# Audio program that does.....



## Lomberdia (Jun 30, 2013)

Looking for an audio program that lets me record separate tracks and lets me edit or mix them together.

What I plan to do is record myself playing one instrument, then record myself playing another instrument. I also want to be able to cut/paste parts I don't like or messed up at during recording with clips of the correct sound. I'd like to basically be a 1 man band with this software more or less. Sorry for the vague description of what I'm looking for.

I think 1-man band is about the best I can think of describing what I would like the software to be able to accomplish. Right now, price isn't a factor but I would like suggestions across the price board, no need to pay more when I can get the same thing for less.

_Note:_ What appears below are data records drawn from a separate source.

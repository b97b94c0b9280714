//! API route definitions.

use axum::Router;

use crate::AppState;

pub mod files;
pub mod health;

/// Creates the API router, mounting the files routes under `upload_url`.
pub fn api_routes(upload_url: &str) -> Router<AppState> {
    Router::new()
        .merge(health::routes())
        .merge(files::routes(&mount_point(upload_url)))
}

/// `upload_url` without its trailing slash, always rooted.
fn mount_point(upload_url: &str) -> String {
    let trimmed = upload_url.trim_matches('/');
    if trimmed.is_empty() {
        String::new()
    } else {
        format!("/{trimmed}")
    }
}

#[cfg(test)]
mod tests {
    use super::*;
    use rstest::rstest;

    #[rstest]
    #[case("/files/", "/files")]
    #[case("files", "/files")]
    #[case("/api/v1/files", "/api/v1/files")]
    #[case("/", "")]
    #[case("", "")]
    fn test_mount_point(#[case] upload_url: &str, #[case] expected: &str) {
        assert_eq!(mount_point(upload_url), expected);
    }
}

Also, here's a random thing I've done recently, how does it sound? http://www.furaffinity.net/view/10970375/ it's not my best work, I just played what came to mind at the moment and slowly getting into the habit of recording my playing sessions to hear myself and hear where things went wrong. Don't know if that helps with random play sessions more so with actually pieces but still. I can point out spots I messed up at but I want to hear other opinions.


----------



## Kalmor (Jun 30, 2013)

Ya need one of these - http://forums.furaffinity.net/threads/133453-Digital-Audio-Workstations-which-one-do-you-use

Personally, I use one called Reaper, which has a 60 day trial and then a small purchase fee compared to other DAWs ($60 for personal/small business licence) www.reaper.fm

There is one that comes free on macs called GarageBand but I don't know of you have one or not (I don't)


----------



## Lomberdia (Jun 30, 2013)

I'll keep that on the list of programs to try out. thanks. 

no I don't have a mac.


----------



## Demensa (Jun 30, 2013)

I'd recommend browsing just browsing that list of programs in the thread Raptros linked. (Or even just have a look here)
Besides those, if you're looking for something that doesn't cost money, you could try Mixpad, although I can't vouch for it personally, since I've only tried Wavepad for simple audio editing.

And regarding the music, your playing is steady and even for the most part, which is good. There's a few times where the tempo slows a little and I can't tell if it's intentional or if you are unsure of the notes you want to play. Given that you were just playing whatever came to mind, it's very good. 

I like the eerie, unsettling air it has. (Lifting the C levers to make it C# probably had a big effect on this.)


----------



## Lomberdia (Jul 1, 2013)

I was trying not to get my fingers crossed and tangled in the strings, currently practicing preventing the buzzing sound (which I failed a few times at in that recording but I did better than a week ago when I was buzzing all the time). I was playing my harp and my fingers sometimes like to not go where I want them.

EDIT: I like Wavepad so far. Pretty simple and fits for what I need at the moment.


----------